What's Your Dream?

Updated: Jan 18

This coming Monday is my birthday and I am fortunate to share this day with Martin Luther King Jr. Day.

Therefore, I have decided to celebrate all week by focusing on the words of Martin Luther King Jr. as we have a very close connection.


His birthday is 3 days before mine and MLK Jr. Day usually falls on my birthday every now and then. Growing up, my parents had a massive picture of him on the table above our living room TV. So I would see his face every day.


When you think of the most momentous thing he offered the world, What would that be?


Most of us think of one thing, that Martin had a dream. A Large dream. A dream that he believed in. A vision he had faith in. He described within this great speech that this dream fuels him and gives his day to day efforts energy.
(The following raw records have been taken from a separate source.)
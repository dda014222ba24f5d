//! The capability set every deployment model supplies.
//!
//! Shared rules (what "in progress" and "resumed" mean) are provided
//! methods; the rest is model-specific. Models hold no coordination state
//! of their own and read everything through the [`UpgradeBase`].

use std::collections::BTreeMap;

use stepwise_core::{DeploymentModel, Ordinal, UnitState};
use stepwise_health::{ClusterHealth, WorkloadController};
use tracing::debug;

use crate::error::UpgradeResult;
use crate::status::{Status, short_id};
use crate::upgrade::UpgradeBase;

/// Operator request to continue past the first upgraded member.
#[derive(Debug, Clone, Copy, Default, PartialEq, Eq)]
pub struct Resume {
    /// Ignore member health (not versions) when deciding who goes next.
    pub force: bool,
}

pub trait UpgradeModel: Send + Sync {
    fn kind(&self) -> DeploymentModel;

    /// Identifier of the workload build the application should converge on.
    fn app_workload_container_version(&self, base: &UpgradeBase) -> String {
        base.registry().workload_container_version().to_string()
    }

    /// Published workload build per member. Members that have not published
    /// one yet are absent.
    fn unit_workload_container_versions(
        &self,
        base: &UpgradeBase,
    ) -> UpgradeResult<BTreeMap<Ordinal, String>> {
        base.published_container_versions()
    }

    /// This member's upgrade state.
    fn unit_state(&self, base: &UpgradeBase) -> UpgradeResult<Option<UnitState>> {
        Ok(base.coordination().unit_state()?)
    }

    /// Whether any member runs a different build than the application target.
    fn in_progress(&self, base: &UpgradeBase) -> UpgradeResult<bool> {
        let target = self.app_workload_container_version(base);
        let versions = self.unit_workload_container_versions(base)?;
        debug!(%target, ?versions, "checking upgrade progress");
        Ok(versions.values().any(|version| *version != target))
    }

    /// Whether the operator confirmed the first member for the current target.
    fn upgrade_resumed(&self, base: &UpgradeBase) -> UpgradeResult<bool> {
        base.resumed_for(&self.app_workload_container_version(base))
    }

    /// Whether the recorded versions admit the upgrade this member sees.
    fn is_compatible(&self, base: &UpgradeBase) -> UpgradeResult<bool> {
        base.is_compatible()
    }

    /// Status shown for this member while an upgrade is in progress.
    fn unit_healthy_status(&self, base: &UpgradeBase) -> UpgradeResult<Status>;

    /// Bring this member's published fields in line with what it runs.
    fn settle(&self, base: &UpgradeBase, workload: &dyn WorkloadController) -> UpgradeResult<()>;

    /// Leader-side gate adjustment; with `resume`, the operator confirmation.
    /// Returns a message for the operator when handling a resume.
    fn reconcile_partition(
        &self,
        base: &UpgradeBase,
        resume: Option<Resume>,
    ) -> UpgradeResult<Option<String>>;

    /// Whether this member may replace its workload now.
    fn authorized(&self, base: &UpgradeBase, cluster: &dyn ClusterHealth) -> UpgradeResult<bool>;

    /// Move this member onto the target build.
    fn upgrade_unit(
        &self,
        base: &UpgradeBase,
        workload: &dyn WorkloadController,
    ) -> UpgradeResult<()>;
}

/// "<workload> running; revision <rev>[ <note>]; controller <version>"
pub(crate) fn running_status(
    base: &UpgradeBase,
    revision: &str,
    note: Option<&str>,
) -> UpgradeResult<Status> {
    let workload = base
        .coordination()
        .workload_version()?
        .unwrap_or_else(|| base.registry().workload_version().to_string());
    let note = note.map(|n| format!(" {n}")).unwrap_or_default();
    Ok(Status::Active(format!(
        "Workload {} running; revision {}{note}; controller {}",
        short_id(&workload, 16),
        short_id(revision, 16),
        short_id(base.registry().controller_version(), 24),
    )))
}
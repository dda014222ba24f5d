//! stepwise-upgrade — rolling-upgrade coordinator.
//!
//! One `Upgrade` runs per member. It derives the upgrade state from the
//! coordination store on every call and decides whether this member may
//! replace its workload now.
//!
//! # Components
//!
//! - **`upgrade`** — Shared coordinator: compatibility, ordering, phases, statuses
//! - **`model`** — Capability trait each deployment model implements
//! - **`individual`** — Members upgrade themselves, highest ordinal first
//! - **`fleet`** — The platform restarts members down to a published partition
//! - **`driver`** — One idempotent evaluation per external signal
//! - **`status`** — Operator-facing status lines

pub mod driver;
pub mod error;
pub mod fleet;
pub mod individual;
pub mod model;
pub mod status;
pub mod upgrade;

#[cfg(test)]
pub(crate) mod testing;

pub use driver::{Evaluation, evaluate, snapshot};
pub use error::{UpgradeError, UpgradeResult};
pub use model::{Resume, UpgradeModel};
pub use status::Status;
pub use upgrade::{Upgrade, UpgradeBase, UpgradePhase};
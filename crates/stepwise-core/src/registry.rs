//! Version registry — the versions this member was built with.
//!
//! Read once from the build metadata directory shipped with the controller:
//!
//! ```text
//! <build_dir>/controller_version          e.g. 1.4.0+git.3f2a
//! <build_dir>/workload_version            e.g. 6.0.6
//! <build_dir>/workload_container_version  e.g. rev117 / sha256:…
//! ```
//!
//! A missing or unparseable file is a packaging defect, so `load` fails
//! rather than falling back to defaults.

use std::path::{Path, PathBuf};

use semver::Version;
use tracing::debug;

use crate::error::VersionError;
use crate::types::VersionRecord;
use crate::version::{parse_version, strip_build_metadata};

pub const CONTROLLER_VERSION_FILE: &str = "controller_version";
pub const WORKLOAD_VERSION_FILE: &str = "workload_version";
pub const WORKLOAD_CONTAINER_VERSION_FILE: &str = "workload_container_version";

/// Immutable view of the local build's version identifiers.
#[derive(Debug, Clone)]
pub struct VersionRegistry {
    controller_raw: String,
    controller: Version,
    workload_raw: String,
    workload: Version,
    workload_container: String,
}

impl VersionRegistry {
    /// Load all identifiers from `build_dir`.
    pub fn load(build_dir: &Path) -> Result<Self, VersionError> {
        let controller = read_trimmed(&build_dir.join(CONTROLLER_VERSION_FILE))?;
        let workload = read_trimmed(&build_dir.join(WORKLOAD_VERSION_FILE))?;
        let container = read_trimmed(&build_dir.join(WORKLOAD_CONTAINER_VERSION_FILE))?;
        let registry = Self::from_parts(&controller, &workload, &container)?;
        debug!(
            controller = %registry.controller_raw,
            workload = %registry.workload_raw,
            container = %registry.workload_container,
            "version registry loaded"
        );
        Ok(registry)
    }

    /// Build a registry from already-known identifiers.
    pub fn from_parts(
        controller: &str,
        workload: &str,
        workload_container: &str,
    ) -> Result<Self, VersionError> {
        Ok(Self {
            controller: parse_version(strip_build_metadata(controller))?,
            controller_raw: controller.trim().to_string(),
            workload: parse_version(workload)?,
            workload_raw: workload.trim().to_string(),
            workload_container: workload_container.trim().to_string(),
        })
    }

    /// Controller version exactly as shipped, build metadata included.
    pub fn controller_version(&self) -> &str {
        &self.controller_raw
    }

    pub fn controller(&self) -> &Version {
        &self.controller
    }

    pub fn workload_version(&self) -> &str {
        &self.workload_raw
    }

    pub fn workload(&self) -> &Version {
        &self.workload
    }

    /// Identifier of the workload build bundled with this controller.
    pub fn workload_container_version(&self) -> &str {
        &self.workload_container
    }

    /// The record the leader persists once an upgrade to this build completes.
    pub fn record(&self) -> VersionRecord {
        VersionRecord::new(&self.controller_raw, &self.workload_raw)
    }
}

fn read_trimmed(path: &Path) -> Result<String, VersionError> {
    let content = std::fs::read_to_string(path).map_err(|source| VersionError::Read {
        path: PathBuf::from(path),
        source,
    })?;
    let trimmed = content.trim();
    if trimmed.is_empty() {
        return Err(VersionError::Empty(PathBuf::from(path)));
    }
    Ok(trimmed.to_string())
}
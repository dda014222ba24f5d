//! stepwised — the Stepwise member daemon.
//!
//! One invocation acts for one member of the cluster:
//! - Registers or removes the member's coordination scope
//! - Re-evaluates the rolling upgrade once, or on an interval
//! - Runs the operator actions (pre-upgrade check, resume, force)
//! - Prints a JSON snapshot of the upgrade state
//!
//! # Usage
//!
//! ```text
//! stepwised --config /etc/stepwise/stepwise.toml join
//! stepwised --config /etc/stepwise/stepwise.toml watch --interval 30
//! stepwised --config /etc/stepwise/stepwise.toml --leader true resume-upgrade
//! ```

mod member;
mod watch;

use std::path::PathBuf;
use std::time::Duration;

use clap::{Parser, Subcommand, ValueEnum};
use serde::Serialize;
use tracing::info;
use tracing_subscriber::EnvFilter;

use crate::member::{Member, Overrides};

#[derive(Parser)]
#[command(name = "stepwised", about = "Stepwise rolling-upgrade member daemon")]
struct Cli {
    /// Path to stepwise.toml.
    #[arg(long, global = true, default_value = "/etc/stepwise/stepwise.toml")]
    config: PathBuf,

    /// Override the member ordinal from the config.
    #[arg(long, global = true)]
    ordinal: Option<u32>,

    /// Override leadership from the config.
    #[arg(long, global = true)]
    leader: Option<bool>,

    /// Workload build the platform is rolling out (fleet model).
    #[arg(long, global = true)]
    target_revision: Option<String>,

    #[arg(long, global = true, value_enum, default_value = "text")]
    log_format: LogFormat,

    #[command(subcommand)]
    command: Command,
}

#[derive(Debug, Clone, Copy, ValueEnum)]
enum LogFormat {
    Text,
    Json,
}

#[derive(Subcommand)]
enum Command {
    /// Register this member in the coordination store.
    Join,
    /// Remove this member and everything it published.
    Leave,
    /// Run one evaluation pass.
    Evaluate,
    /// Run the health gate before starting a rollout (leader only).
    PreUpgradeCheck,
    /// Confirm the first upgraded member and let the rest follow (leader only).
    ResumeUpgrade {
        /// Ignore member health when choosing the next member.
        #[arg(long)]
        force: bool,
    },
    /// Upgrade this member now, skipping ordering and compatibility checks.
    ForceUpgrade,
    /// Print the current upgrade state as JSON.
    Status,
    /// Re-evaluate periodically until interrupted.
    Watch {
        /// Seconds between evaluations.
        #[arg(long, default_value = "30")]
        interval: u64,
    },
}

#[tokio::main]
async fn main() -> anyhow::Result<()> {
    let cli = Cli::parse();
    init_tracing(cli.log_format);

    let member = Member::load(
        &cli.config,
        Overrides {
            ordinal: cli.ordinal,
            leader: cli.leader,
            target_revision: cli.target_revision,
        },
    )?;

    match cli.command {
        Command::Join => member.join(),
        Command::Leave => {
            if !member.leave()? {
                info!("member was not registered");
            }
            Ok(())
        }
        Command::Evaluate => {
            if let Some(evaluation) = member.evaluate()? {
                print_json(&evaluation)?;
            }
            Ok(())
        }
        Command::PreUpgradeCheck => {
            let hooks = member.hooks();
            let passed = member.with_coordinator(|upgrade| Ok(upgrade.pre_upgrade_check(&hooks)?))?;
            if passed.is_some() {
                println!("Pre-upgrade check passed. Ready to upgrade.");
            }
            Ok(())
        }
        Command::ResumeUpgrade { force } => {
            if let Some(message) =
                member.with_coordinator(|upgrade| Ok(upgrade.resume_upgrade(force)?))?
            {
                println!("{message}");
            }
            Ok(())
        }
        Command::ForceUpgrade => {
            let hooks = member.hooks();
            if member
                .with_coordinator(|upgrade| Ok(upgrade.force_upgrade(&hooks)?))?
                .is_some()
            {
                println!("Forcefully upgraded member {}", member.config().member.ordinal);
            }
            Ok(())
        }
        Command::Status => {
            if let Some(snapshot) =
                member.with_coordinator(|upgrade| Ok(stepwise_upgrade::snapshot(upgrade)?))?
            {
                print_json(&snapshot)?;
            }
            Ok(())
        }
        Command::Watch { interval } => {
            watch::run_watch(member, Duration::from_secs(interval.max(1))).await
        }
    }
}

/// Logs go to stderr so stdout stays machine-readable.
fn init_tracing(format: LogFormat) {
    let filter = EnvFilter::try_from_default_env()
        .unwrap_or_else(|_| EnvFilter::new("info,stepwise=debug"));
    let builder = tracing_subscriber::fmt()
        .with_env_filter(filter)
        .with_writer(std::io::stderr);
    match format {
        LogFormat::Text => builder.init(),
        LogFormat::Json => builder.json().init(),
    }
}

fn print_json<T: Serialize>(value: &T) -> anyhow::Result<()> {
    println!("{}", serde_json::to_string_pretty(value)?);
    Ok(())
}
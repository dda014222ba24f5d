//! stepwise.toml configuration parser.

use std::path::{Path, PathBuf};

use serde::{Deserialize, Serialize};

use crate::error::ConfigError;
use crate::types::{ClusterRole, DeploymentModel, Ordinal};

#[derive(Debug, Clone, Serialize, Deserialize)]
pub struct StepwiseConfig {
    pub member: MemberConfig,
    #[serde(default)]
    pub upgrade: UpgradeConfig,
    #[serde(default)]
    pub hooks: HooksConfig,
}

#[derive(Debug, Clone, Serialize, Deserialize)]
pub struct MemberConfig {
    pub ordinal: Ordinal,
    pub name: Option<String>,
    /// Whether this member currently holds leadership. The platform decides
    /// this; `--leader` on the command line overrides it.
    #[serde(default)]
    pub leader: bool,
}

#[derive(Debug, Clone, Serialize, Deserialize)]
pub struct UpgradeConfig {
    #[serde(default)]
    pub model: DeploymentModel,
    #[serde(default)]
    pub role: ClusterRole,
    /// Directory holding the build metadata files.
    #[serde(default = "default_build_dir")]
    pub build_dir: PathBuf,
    /// Directory holding the coordination store.
    #[serde(default = "default_data_dir")]
    pub data_dir: PathBuf,
}

impl Default for UpgradeConfig {
    fn default() -> Self {
        Self {
            model: DeploymentModel::default(),
            role: ClusterRole::default(),
            build_dir: default_build_dir(),
            data_dir: default_data_dir(),
        }
    }
}

/// Commands implementing the cluster and workload collaborators.
///
/// Each hook is an argv vector; exit status 0 means success.
#[derive(Debug, Clone, Default, Serialize, Deserialize)]
pub struct HooksConfig {
    #[serde(default)]
    pub cluster_healthy: Vec<String>,
    /// `{ordinal}` in any argument is replaced with the target ordinal.
    #[serde(default)]
    pub move_primary: Vec<String>,
    #[serde(default)]
    pub read_write: Vec<String>,
    #[serde(default)]
    pub dependents_ready: Vec<String>,
    #[serde(default)]
    pub workload_healthy: Vec<String>,
    #[serde(default)]
    pub restart_workload: Vec<String>,
    #[serde(default)]
    pub retry: RetryConfig,
}

/// Backoff for `cluster_healthy` while waiting for the cluster to settle.
#[derive(Debug, Clone, Serialize, Deserialize)]
pub struct RetryConfig {
    pub attempts: u32,
    pub base_delay_ms: u64,
    pub max_delay_ms: u64,
}

impl Default for RetryConfig {
    fn default() -> Self {
        Self {
            attempts: 5,
            base_delay_ms: 1_000,
            max_delay_ms: 30_000,
        }
    }
}

fn default_build_dir() -> PathBuf {
    PathBuf::from("/var/lib/stepwise/build")
}

fn default_data_dir() -> PathBuf {
    PathBuf::from("/var/lib/stepwise")
}

impl StepwiseConfig {
    pub fn from_file(path: &Path) -> Result<Self, ConfigError> {
        let content = std::fs::read_to_string(path).map_err(|source| ConfigError::Read {
            path: path.to_path_buf(),
            source,
        })?;
        Self::parse(&content)
    }

    pub fn parse(content: &str) -> Result<Self, ConfigError> {
        let config: StepwiseConfig = toml::from_str(content)?;
        config.validate()?;
        Ok(config)
    }

    fn validate(&self) -> Result<(), ConfigError> {
        if self.upgrade.role == ClusterRole::Coordinator && self.hooks.dependents_ready.is_empty() {
            return Err(ConfigError::Invalid(
                "role = \"coordinator\" requires hooks.dependents_ready".to_string(),
            ));
        }
        if self.upgrade.model == DeploymentModel::Individual
            && self.hooks.restart_workload.is_empty()
        {
            return Err(ConfigError::Invalid(
                "model = \"individual\" requires hooks.restart_workload".to_string(),
            ));
        }
        if self.hooks.retry.attempts == 0 {
            return Err(ConfigError::Invalid(
                "hooks.retry.attempts must be at least 1".to_string(),
            ));
        }
        Ok(())
    }

    /// Display name of this member, `member/<ordinal>` unless configured.
    pub fn member_name(&self) -> String {
        self.member
            .name
            .clone()
            .unwrap_or_else(|| format!("member/{}", self.member.ordinal))
    }

    /// Path of the coordination store file.
    pub fn store_path(&self) -> PathBuf {
        self.upgrade.data_dir.join("stepwise.redb")
    }
}
//! Upgrade coordinator error types.

use stepwise_health::{PrecheckFailed, WorkloadError};
use stepwise_store::StoreError;
use thiserror::Error;

/// Errors surfaced at the coordinator boundary.
#[derive(Debug, Error)]
pub enum UpgradeError {
    #[error("coordination store error: {0}")]
    Store(#[from] StoreError),

    /// The cluster is not ready; the attempt is blocked until remediated.
    #[error(transparent)]
    NotReady(#[from] PrecheckFailed),

    #[error("workload error: {0}")]
    Workload(#[from] WorkloadError),

    /// Caller sequencing bug: the operation needs recorded versions.
    #[error("no versions recorded yet")]
    NotRecorded,

    #[error("an upgrade is already in progress")]
    InProgress,

    #[error("no upgrade in progress")]
    NotInProgress,

    #[error("upgrade already resumed")]
    AlreadyResumed,

    #[error("must run on the leader")]
    NotLeader,

    #[error("{0}")]
    ResumeRefused(String),
}

impl UpgradeError {
    /// The coordination scope is not reachable yet; retry on the next signal.
    pub fn is_unavailable(&self) -> bool {
        matches!(self, UpgradeError::Store(e) if e.is_unavailable())
    }
}

pub type UpgradeResult<T> = Result<T, UpgradeError>;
That even in difficult times his dream remained intact.


His dream was the realization of Equality. To let freedom ring from the mountain tops. All races and religions celebrating life together. Getting through our struggles together, as brothers and sisters.


In my most recent meditation on Dr. King, something else struck me that I've never thought of before. Something hiding in plain sight that gave massive potency to his dream. What I saw was that dream was HIGHLY DETAILED. It wasn't just... I want us all to get along. The End.


No. Through his words, he invited us to see what it looked like:


"I have a dream that one day on the red hills of Georgia, the sons of former slaves and the sons of former slave owners will be able to sit down together at the table of brotherhood.


I have a dream that one day even the state of Mississippi, a state sweltering with the heat of injustice, sweltering with the heat of oppression, will be transformed into an oasis of freedom and justice.


...one day right there in Alabama little black boys and black girls will be able to join hands with little white boys and white girls as sisters and brothers.


....Let freedom ring from the heightening Alleghenies of Pennsylvania. Let freedom ring from the snow-capped Rockies of Colorado. "


In this speech, Dr. King exemplified how to have a dream; how big a dream could be. The importance of a detailed desire held with belief and faith in its arrival. And furthermore, the importance of holding it even through the greatest trials and tribulations.


That was his dream. With all the bells and whistles. What's yours?